La inteligencia artificial agéntica, una categoría que engloba sistemas capaces de actuar de forma autónoma en tareas complejas, dejará de ser un experimento para integrarse en procesos críticos. Según Gartner, para 2028 al menos un 15% de las tareas laborales se realizarán de forma autónoma. Esta transición no será solo técnica, sino también organizativa: los equipos de datos verán incrementada su productividad gracias a agentes capaces de descubrir, depurar y analizar información sin intervención humana directa.
El despliegue de estas capacidades autónomas obliga a reforzar la gobernanza del dato. Forrester anticipa que en 2026 muchas grandes empresas crearán roles específicos dedicados a esta función. No se trata solo de cumplimiento normativo, sino de garantizar que los modelos de IA operen sobre datos trazables, seguros y éticamente gestionados. La ausencia de una gobernanza sólida puede amplificar riesgos legales y reputacionales, mientras que su presencia permite escalar con mayor confianza.
En paralelo, la automatización industrial vivirá un cambio de paradigma. La robótica colaborativa, impulsada por avances en IA, permitirá que máquinas y humanos trabajen en entornos compartidos, con robots capaces de interpretar lenguaje natural y corregir errores sin intervención externa. Este modelo, más flexible que la automatización tradicional, se verá reforzado por el auge de las microfactorías: instalaciones de producción de menor escala, más cercanas al cliente y adaptables a la demanda.
Los sistemas de pago también evolucionarán, aunque en dos direcciones distintas. En el ámbito B2B, agentes de IA automatizarán flujos financieros, incluyendo negociación y autenticación. En el entorno de consumo, donde la confianza del usuario sigue siendo un factor limitante, la innovación se centrará en seguridad biométrica y pagos directos mediante QR, con el objetivo de reducir intermediarios y minimizar el fraude.
La infraestructura tecnológica, por su parte, se orientará hacia modelos multicloud más dinámicos. Las organizaciones combinarán nubes públicas, privadas, entornos on premise y edge computing para optimizar costes y ganar flexibilidad. Tecnologías como AIOps, IoT o Infrastructure as Code serán esenciales para mantener la resiliencia operativa en este nuevo escenario. Aquí, la escalabilidad no será solo una cuestión de capacidad, sino de adaptabilidad a contextos cambiantes.
La ciberseguridad ampliará su foco más allá de las amenazas tradicionales. Gartner prevé que para 2028 la mitad de las empresas utilizará herramientas específicas contra la desinformación. A esto se suma el desarrollo de la seguridad post-cuántica, que busca anticiparse a los riesgos que plantean los futuros ordenadores cuánticos. El modelo Zero Trust, que parte de la premisa de no confiar en ningún acceso por defecto, se consolidará como estándar en redes corporativas.

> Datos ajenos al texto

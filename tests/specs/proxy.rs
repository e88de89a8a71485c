// SPDX-License-Identifier: BUSL-1.1
// Copyright (c) 2026 Alfred Jean LLC

//! Proxy specs: what the front door answers when no app is serving.

use crate::prelude::*;

#[tokio::test]
async fn proxy_without_a_build_explains_how_to_deploy() {
    let daemon = Daemon::start().await;

    let response = http_get(&daemon.proxy).await;
    assert!(response.starts_with("HTTP/1.1 503"), "{response}");
    assert!(response.to_ascii_lowercase().contains("\r\nx-hotpush: "), "{response}");
    assert!(response.ends_with("No app to run. Use `hp deploy` to upload the application code."), "{response}");

    daemon.stop().await;
}

#[tokio::test]
async fn proxy_after_compile_failure_shows_state_and_log() {
    let daemon = Daemon::start().await;
    let app = App::new(
        r#"runtime = "custom"

[build]
command = ["sh", "-c", "echo undefined: handler >&2; exit 1"]
artifact = "app"
"#,
    );
    let client = daemon.client();
    deploy(&client, &app.config_path(), 2).await.unwrap_err();

    let response = http_get(&daemon.proxy).await;
    let body = response.split("\r\n\r\n").nth(1).unwrap_or_default();
    similar_asserts::assert_eq!(body, "state: fetching\nundefined: handler\n");

    daemon.stop().await;
}

#[tokio::test]
async fn proxy_after_stop_reports_stopped() {
    let daemon = Daemon::start().await;
    let app = App::script();
    let client = daemon.client();
    deploy(&client, &app.config_path(), 4).await.unwrap();
    client.stop_build(None).await.unwrap();

    let response = http_get(&daemon.proxy).await;
    assert!(response.starts_with("HTTP/1.1 503"), "{response}");
    assert!(response.contains("state: stopped"), "{response}");

    daemon.stop().await;
}
// SPDX-License-Identifier: BUSL-1.1
// Copyright (c) 2026 Alfred Jean LLC

//! hp: client side of hotpush.
//!
//! Snapshots the local app directory, asks the daemon what changed,
//! uploads the difference, and triggers the build.

// Allow panic!/unwrap/expect in test code
#![cfg_attr(test, allow(clippy::panic))]
#![cfg_attr(test, allow(clippy::unwrap_used))]
#![cfg_attr(test, allow(clippy::expect_used))]

pub mod client;
pub mod color;
pub mod commands;
pub mod exit_error;
pub mod output;
pub mod upload;

pub use client::{ClientError, ControlClient, DEFAULT_TARGET};
pub use exit_error::ExitError;
pub use upload::{upload_all, FileTransport, TransferError, UploadSummary, DEFAULT_UPLOAD_WORKERS};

El blockchain, tras años de expectativas infladas, empieza a encontrar aplicaciones más tangibles. VASS señala su consolidación en la gestión de activos digitales y los pagos mediante stablecoins o transferencias directas entre cadenas de bloques. Este uso más pragmático desplaza el foco desde la especulación hacia la eficiencia operativa y la trazabilidad.

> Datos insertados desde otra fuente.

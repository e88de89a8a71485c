// SPDX-License-Identifier: BUSL-1.1
// Copyright (c) 2026 Alfred Jean LLC

//! Control protocol between the `hp` CLI and the `hpd` daemon.
//!
//! Wire format: 4-byte length prefix (big-endian) + JSON payload. A
//! `PutFile` request is followed by one more frame carrying the raw file
//! bytes.

// Allow panic!/unwrap/expect in test code
#![cfg_attr(test, allow(clippy::panic))]
#![cfg_attr(test, allow(clippy::unwrap_used))]
#![cfg_attr(test, allow(clippy::expect_used))]

mod request;
mod response;
mod types;
mod wire;

pub use request::Request;
pub use response::Response;
pub use types::{BuildStatus, ErrorKind};
pub use wire::{decode, encode, read_message, write_message, ProtocolError, MAX_MESSAGE_SIZE};
pub use wire::{read_request, read_response, write_request, write_response};

/// Protocol version; client and daemon must match exactly.
pub const PROTOCOL_VERSION: &str = env!("CARGO_PKG_VERSION");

En cuanto a conectividad, el despliegue progresivo de tecnologías 6G traerá consigo redes más sostenibles y autónomas. La integración de inteligencia artificial en la gestión de red permitirá optimizar recursos y reducir costes, preparando el terreno para aplicaciones críticas que requieren baja latencia y alta fiabilidad.
El marketing digital también se verá afectado por esta evolución tecnológica. La combinación de IA generativa y agéntica permitirá crear experiencias personalizadas en tiempo real, integrando compra, atención y promociones en entornos conversacionales. Más allá de la eficiencia, el objetivo será reforzar la relación con el cliente mediante una interacción más fluida y contextual.
Aunque el informe de VASS traza un horizonte de madurez tecnológica, también deja entrever una tensión latente: la necesidad de equilibrar la adopción de capacidades disruptivas con una inversión sostenida. La presión por obtener resultados medibles puede acelerar ciertos despliegues, pero también obliga a revisar prioridades y capacidades internas. En ese equilibrio, más que en la tecnología en sí, se jugará buena parte del retorno esperado.